A maioria das pessoas teria seguido em frente. Shelby não. Ele pegou aquele lindo roadster e colocou nele um enorme Ford Windsor V8. Primeiros 4,3 litros. Então 4,7. Depois, 7,0 litros de pura fúria do Ford FE V8.
O resultado foi a Cobra.
Não era mais apenas um AC Ace. Foi um monstro. Dominou as corridas. E deu início a um legado que ainda hoje sussurra nos ouvidos dos entusiastas de automóveis. O Ace original era bom. A Cobra era inevitável.
Alpine A110: A revolução dos ralis
O Alpine A110 original, lançado no final dos anos 60, não foi construído sobre uma plataforma que se parecesse com um carro de rali. Foi baseado no Renault 12. Ou melhor, começou com o motor do Renault 16.
Espere.
O Renault 16 era uma carrinha. Um caminhão familiar. Você não esperaria que seu motor – o Cléon-Alu – fizesse algo heróico em um pequeno Alpine. Mas trocaram o pequeno Cléon-Fonte por ele. Grande erro da concorrência.
O A110 tornou-se um campeão mundial.
Em 1973, teve início o primeiro Campeonato Mundial de Rally. Alpine não apenas participou. Eles espancaram todo mundo. Eles venceram seis rodadas. Eles terminaram a temporada com 147 pontos. A Fiat tinha 84. A Ford tinha 76.
O motor era o diferencial. O chassi já era brilhante. O poder era a cereja do bolo. Essa combinação criou uma lenda que os Alpins modernos tentam capturar toda vez que saem da linha.
Audi A4: o som de 400 cavalos de potência
Audi conhece esse jogo. Eles têm modelos S. Eles têm modelos RS. As versões RS costumam ser as mais interessantes.
O A4 RS 4 é um estudo de caso perfeito. Você pega o A4 padrão. Você exclui o mecanismo sensato. Você instala o V8 de 4,2 litros.
Este não era qualquer V8. Era a mesma unidade usada no carro esportivo Audi R8. Ele gritou. Produziu mais de 400 cv. Isso é muito barulho e velocidade para um carro que parece o motorista diário de um banqueiro.
Foi o A4 com melhor som. Provavelmente. E foi significativamente mais rápido do que qualquer outra coisa no segmento. Você não comprou um RS 4 pela economia de combustível. Você comprou porque queria ouvir aquele uivo do V8 quando você saiu do sinal vermelho.
Audi Q7: A anomalia do Diesel V12
O Audi Q7 é um grande SUV. É imponente. É pesado. A maioria dos Q7s é rápida o suficiente para a vida prática.
Mas os engenheiros da Audi olharam para o Q7 e riram. “Vamos colocar um diesel V12 nisso.”
Um V12 diesel de 5,9 litros. Nunca antes visto em um carro de produção. Nunca depois.
Produziu 493 cv. Imagine isso. Meio milhar de potência de freio em um veículo com peso superior a 2.600 kg.
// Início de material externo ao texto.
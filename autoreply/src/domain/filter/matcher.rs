//! Rule matching.

use chrono::{DateTime, Utc};
use regex::RegexBuilder;
use tracing::warn;

use crate::analysis::on_word_boundary;
use crate::domain::IncomingComment;
use crate::domain::rule::{MatchMode, Rule};

/// Evaluates comments against an ordered rule set.
pub struct RuleMatcher;

impl RuleMatcher {
    /// Rules matching `comment`, highest priority first. Rules of equal
    /// priority keep their input order.
    pub fn matching<'a>(
        comment: &IncomingComment,
        rules: &'a [Rule],
        now: DateTime<Utc>,
    ) -> Vec<&'a Rule> {
        let mut matched: Vec<&Rule> = rules
            .iter()
            .filter(|rule| Self::is_applicable(rule, comment, now))
            .filter(|rule| Self::keywords_match(rule, &comment.text))
            .collect();
        // sort_by is stable.
        matched.sort_by(|a, b| b.priority.cmp(&a.priority));
        matched
    }

    /// The rule that should answer `comment`, if any.
    pub fn best_match<'a>(
        comment: &IncomingComment,
        rules: &'a [Rule],
        now: DateTime<Utc>,
    ) -> Option<&'a Rule> {
        Self::matching(comment, rules, now).into_iter().next()
    }

    fn is_applicable(rule: &Rule, comment: &IncomingComment, now: DateTime<Utc>) -> bool {
        if !rule.is_active || !rule.schedule.contains(now) {
            return false;
        }

        let len = comment.char_len();
        if rule.min_comment_length.is_some_and(|min| len < min)
            || rule.max_comment_length.is_some_and(|max| len > max)
        {
            return false;
        }

        if !rule.apply_to_questions && comment.is_question() {
            return false;
        }

        rule.apply_to_media || !comment.has_media
    }

    fn keywords_match(rule: &Rule, text: &str) -> bool {
        let folded;
        let haystack = if rule.case_sensitive || rule.match_mode == MatchMode::Regex {
            text
        } else {
            folded = text.to_lowercase();
            &folded
        };

        rule.keywords
            .iter()
            .filter(|k| !k.is_empty())
            .any(|keyword| match rule.match_mode {
                MatchMode::Contains => haystack.contains(&fold(keyword, rule.case_sensitive)),
                MatchMode::ExactWord => {
                    let needle = fold(keyword.trim(), rule.case_sensitive);
                    !needle.is_empty()
                        && haystack
                            .match_indices(needle.as_str())
                            .any(|(start, m)| on_word_boundary(haystack, start, m.len()))
                }
                MatchMode::Regex => {
                    match RegexBuilder::new(keyword)
                        .case_insensitive(!rule.case_sensitive)
                        .size_limit(1 << 20)
                        .build()
                    {
                        Ok(re) => re.is_match(haystack),
                        Err(e) => {
                            warn!(rule_id = %rule.id, pattern = %keyword, error = %e, "Skipping invalid rule pattern");
                            false
                        }
                    }
                }
            })
    }
}

fn fold(s: &str, case_sensitive: bool) -> String {
    if case_sensitive {
        s.to_string()
    } else {
        s.to_lowercase()
    }
}

#[cfg(test)]
mod tests {
    use super::*;
    use crate::domain::rule::ScheduleWindow;
    use chrono::TimeZone;

    fn now() -> DateTime<Utc> {
        // Saturday noon
        Utc.with_ymd_and_hms(2024, 1, 6, 12, 0, 0).unwrap()
    }

    fn rule(name: &str, keywords: &[&str]) -> Rule {
        let mut rule = Rule::new("owner", name, now()).with_keywords(keywords);
        rule.id = name.to_string();
        rule
    }

    fn comment(text: &str) -> IncomingComment {
        IncomingComment::new("c1", "p1", text)
    }

    #[test]
    fn test_priority_ties_keep_definition_order() {
        let rules = vec![
            rule("a", &["price"]).with_priority(5),
            rule("b", &["price"]).with_priority(5),
            rule("c", &["price"]).with_priority(1),
            rule("d", &["price"]).with_priority(9),
        ];
        let ids: Vec<_> = RuleMatcher::matching(&comment("price?"), &rules, now())
            .into_iter()
            .map(|r| r.id.as_str())
            .collect();
        assert_eq!(ids, vec!["d", "a", "b", "c"]);
    }

    #[test]
    fn test_first_of_equal_priority_wins() {
        let rules = vec![
            rule("first", &["price"]).with_priority(5),
            rule("second", &["price"]).with_priority(5),
            rule("low", &["price"]).with_priority(1),
        ];
        let best = RuleMatcher::best_match(&comment("what price"), &rules, now());
        assert_eq!(best.map(|r| r.id.as_str()), Some("first"));
    }

    #[test]
    fn test_min_comment_length_blocks_keyword_hit() {
        let mut r = rule("r", &["hi"]);
        r.min_comment_length = Some(10);
        assert!(RuleMatcher::matching(&comment("hi"), &[r], now()).is_empty());
    }

    #[test]
    fn test_max_comment_length() {
        let mut r = rule("r", &["hi"]);
        r.max_comment_length = Some(5);
        assert!(RuleMatcher::matching(&comment("hi there, friend"), &[r.clone()], now()).is_empty());
        assert_eq!(RuleMatcher::matching(&comment("hi!"), &[r], now()).len(), 1);
    }

    #[test]
    fn test_contains_is_case_insensitive_by_default() {
        let rules = vec![rule("r", &["Delivery"])];
        assert_eq!(RuleMatcher::matching(&comment("DELIVERY time?"), &rules, now()).len(), 1);

        let mut strict = rule("s", &["Delivery"]);
        strict.case_sensitive = true;
        assert!(RuleMatcher::matching(&comment("delivery time?"), &[strict], now()).is_empty());
    }

    #[test]
    fn test_exact_word_mode() {
        let rules = vec![rule("r", &["cat"]).with_match_mode(MatchMode::ExactWord)];
        assert!(RuleMatcher::matching(&comment("concatenate"), &rules, now()).is_empty());
        assert_eq!(RuleMatcher::matching(&comment("my Cat, again"), &rules, now()).len(), 1);
    }

    #[test]
    fn test_invalid_regex_is_skipped_not_fatal() {
        let rules = vec![
            rule("r", &["([unclosed", r"\border(ed)?\b"]).with_match_mode(MatchMode::Regex),
        ];
        assert_eq!(RuleMatcher::matching(&comment("I ORDERED twice"), &rules, now()).len(), 1);
        assert!(RuleMatcher::matching(&comment("nothing"), &rules, now()).is_empty());
    }

    #[test]
    fn test_empty_keyword_list_never_matches() {
        let rules = vec![rule("r", &[])];
        assert!(RuleMatcher::matching(&comment("anything"), &rules, now()).is_empty());
    }

    #[test]
    fn test_inactive_questions_media_and_schedule() {
        let mut inactive = rule("inactive", &["x"]);
        inactive.is_active = false;

        let mut no_questions = rule("no_q", &["x"]);
        no_questions.apply_to_questions = false;

        let mut no_media = rule("no_media", &["x"]);
        no_media.apply_to_media = false;

        let mut weekdays = rule("weekdays", &["x"]);
        weekdays.schedule = ScheduleWindow::new(vec!["Monday".to_string()], "09:00", "17:00");

        let rules = vec![inactive, no_questions, no_media, weekdays];
        let question_with_media = comment("x?").with_media();
        assert!(RuleMatcher::matching(&question_with_media, &rules, now()).is_empty());

        let ids: Vec<_> = RuleMatcher::matching(&comment("x"), &rules, now())
            .into_iter()
            .map(|r| r.id.as_str())
            .collect();
        assert_eq!(ids, vec!["no_q", "no_media"]);
    }
}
O resultado foi um tempo de 0-62 mph de 5,5 segundos.
Isso é alarmante.
Os freios tiveram que trabalhar muito. A suspensão teve que mantê-lo unido. Mas funcionou. O carro foi lançado. Parecia ilegal. Foi emocionante.
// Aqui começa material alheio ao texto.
//! Owner subscription tier.

use serde::{Deserialize, Serialize};

/// Subscription level of a monitor owner. Determines how many monitors may
/// be active at once.
#[derive(Debug, Clone, Copy, PartialEq, Eq, Hash, Default, Serialize, Deserialize)]
#[serde(rename_all = "SCREAMING_SNAKE_CASE")]
pub enum SubscriptionTier {
    #[default]
    Free,
    Basic,
    Premium,
    Business,
}

impl SubscriptionTier {
    /// Concurrently active monitors allowed.
    pub fn active_monitor_quota(&self) -> usize {
        match self {
            Self::Free => 2,
            Self::Basic => 3,
            Self::Premium => 5,
            Self::Business => 10,
        }
    }

    pub fn as_str(&self) -> &'static str {
        match self {
            Self::Free => "FREE",
            Self::Basic => "BASIC",
            Self::Premium => "PREMIUM",
            Self::Business => "BUSINESS",
        }
    }

    pub fn parse(s: &str) -> Option<Self> {
        match s.to_uppercase().as_str() {
            "FREE" => Some(Self::Free),
            "BASIC" => Some(Self::Basic),
            "PREMIUM" => Some(Self::Premium),
            "BUSINESS" => Some(Self::Business),
            _ => None,
        }
    }
}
Também custou uma fortuna. Cerca de £ 100.000. Isso foi £ 40.000 a mais em relação ao próximo modelo mais caro. Por que alguém faria isso? Pela emoção. Pela singularidade.
Restam apenas cerca de 21 deles nas estradas britânicas hoje. Eles são fantasmas. Fantasmas rápidos e caros.
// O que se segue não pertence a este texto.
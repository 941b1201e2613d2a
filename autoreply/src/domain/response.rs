//! Response audit records.

use chrono::{DateTime, Utc};
use serde::{Deserialize, Serialize};

use crate::domain::Sentiment;

/// Structured failure of a reply dispatch.
#[derive(Debug, Clone, PartialEq, Eq, Serialize, Deserialize)]
pub struct DispatchError {
    pub message: String,
    pub code: Option<String>,
}

impl DispatchError {
    pub fn new(message: impl Into<String>, code: Option<String>) -> Self {
        Self {
            message: message.into(),
            code,
        }
    }
}

impl std::fmt::Display for DispatchError {
    fn fmt(&self, f: &mut std::fmt::Formatter<'_>) -> std::fmt::Result {
        match &self.code {
            Some(code) => write!(f, "{} ({})", self.message, code),
            None => f.write_str(&self.message),
        }
    }
}

/// Outcome of one dispatch attempt.
#[derive(Debug, Clone, PartialEq, Eq, Serialize, Deserialize)]
#[serde(tag = "status", rename_all = "snake_case")]
pub enum DispatchOutcome {
    Sent { message_id: String },
    Failed(DispatchError),
}

impl DispatchOutcome {
    pub fn is_success(&self) -> bool {
        matches!(self, Self::Sent { .. })
    }

    pub fn message_id(&self) -> Option<&str> {
        match self {
            Self::Sent { message_id } => Some(message_id),
            Self::Failed(_) => None,
        }
    }

    pub fn error(&self) -> Option<&DispatchError> {
        match self {
            Self::Sent { .. } => None,
            Self::Failed(e) => Some(e),
        }
    }
}

/// Immutable audit of one comment-response attempt.
///
/// At most one record exists per `(monitor_id, comment_id)`.
#[derive(Debug, Clone, PartialEq, Serialize, Deserialize)]
pub struct ResponseRecord {
    pub id: String,
    pub monitor_id: String,
    pub owner_id: String,
    pub rule_id: Option<String>,
    pub page_id: String,
    pub post_id: String,
    pub comment_id: String,
    pub comment_text: String,
    pub author_id: Option<String>,
    pub author_name: Option<String>,
    pub sentiment: Sentiment,
    pub is_spam: bool,
    pub response_text: String,
    pub outcome: DispatchOutcome,
    pub latency_ms: u64,
    pub created_at: DateTime<Utc>,
    pub expires_at: DateTime<Utc>,
}

impl ResponseRecord {
    pub fn succeeded(&self) -> bool {
        self.outcome.is_success()
    }
}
BMW M3: a lenda do colarinho azul
O BMW E30 M3 mudou tudo. Mas vamos olhar mais de perto. O M3 original não tinha V8. Não houve um deslocamento massivo. Tinha um motor de quatro cilindros de 2,3 litros.
As pessoas diziam que não era poderoso o suficiente. Eles estavam errados.
A BMW o ajustou primeiro para as corridas. Então eles venderam para você. O motor estava em alta rotação. Foi preciso. Era melhor do que os seis cilindros da Série 3 normal. Provou que não é preciso mais cilindros para vencer. Você precisa de um motor melhor.
O M3 se tornou uma referência. Todos os outros fabricantes tentaram copiá-lo. A maioria falhou. O BMW M3 continua sendo o carro a ser batido. Por causa do motor.